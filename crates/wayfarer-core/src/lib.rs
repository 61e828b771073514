//! Client core for Wayfarer live location sharing.
//!
//! Everything a participant's device runs between the platform location
//! API, the realtime relay and the map:
//!
//! - [`sampler`] -- Position watch over a [`sampler::LocationProvider`]
//! - [`battery`] -- Best-effort battery level reads
//! - [`gpsd`] -- gpsd-backed location provider
//! - [`registry`] -- Per-client participant -> last position map
//! - [`relay`] -- Relay connection state machine and inbound dispatch
//! - [`transport`] -- WebSocket transport with reconnect backoff
//! - [`map_surface`] -- Marker lifecycle against a rendering backend
//! - [`tracker`] -- The single event loop tying the above together
//! - [`dispatch`] -- Emergency alert delivery
//! - [`error`] -- Error types

pub mod battery;
pub mod dispatch;
pub mod error;
pub mod gpsd;
pub mod map_surface;
pub mod registry;
pub mod relay;
pub mod sampler;
pub mod tracker;
pub mod transport;

pub use battery::BatteryGauge;
pub use dispatch::{AlertDispatcher, AlertOutcome, DEFAULT_COUNTDOWN, Delivery};
pub use error::{AcquisitionError, DispatchError, SamplerError, TrackerError, TransportError};
pub use gpsd::GpsdProvider;
pub use map_surface::{FOLLOW_ZOOM, MapOptions, MapSurface, MapView, MarkerBackend};
pub use registry::{PeerRegistry, RegistryChange, RegistryObserver, UpsertOutcome};
pub use relay::{ConnectionId, RelayClient, RelayTransport, TransportEvent};
pub use sampler::{
    Fix, LocationProvider, NoLocation, ReplayProvider, SampleHandle, Sampler, SamplerEvent,
    WatchOptions,
};
pub use tracker::{LiveTracker, TrackerHandle, TrackingStatus};
pub use transport::{ReconnectPolicy, WsTransport, event_channel};
//! REST handlers for relay introspection.
//!
//! | Method | Path | Description |
//! |--------|------|-------------|
//! | `GET` | `/api/status` | Connection and participant counts |
//! | `GET` | `/api/participants` | Live roster with last positions |

use std::sync::Arc;

use axum::Json;
use axum::extract::State;
use axum::response::IntoResponse;
use chrono::Utc;

use crate::state::AppState;

/// Relay health and counts.
pub async fn get_status(State(state): State<Arc<AppState>>) -> impl IntoResponse {
    let uptime_secs = Utc::now()
        .signed_duration_since(state.started_at())
        .num_seconds()
        .max(0);
    Json(serde_json::json!({
        "status": "ok",
        "connections": state.connection_count().await,
        "participants": state.participant_count().await,
        "startedAt": state.started_at(),
        "uptimeSecs": uptime_secs,
    }))
}

/// Live roster.
pub async fn list_participants(State(state): State<Arc<AppState>>) -> impl IntoResponse {
    let participants = state.participants().await;
    Json(serde_json::json!({
        "count": participants.len(),
        "participants": participants,
    }))
}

Assigned task:
Find the word "LocationProvider" in the entries above, then copy each line that holds it.

Exercise output:
//! - [`sampler`] -- Position watch over a [`sampler::LocationProvider`]
    Fix, LocationProvider, NoLocation, ReplayProvider, SampleHandle, Sampler, SamplerEvent,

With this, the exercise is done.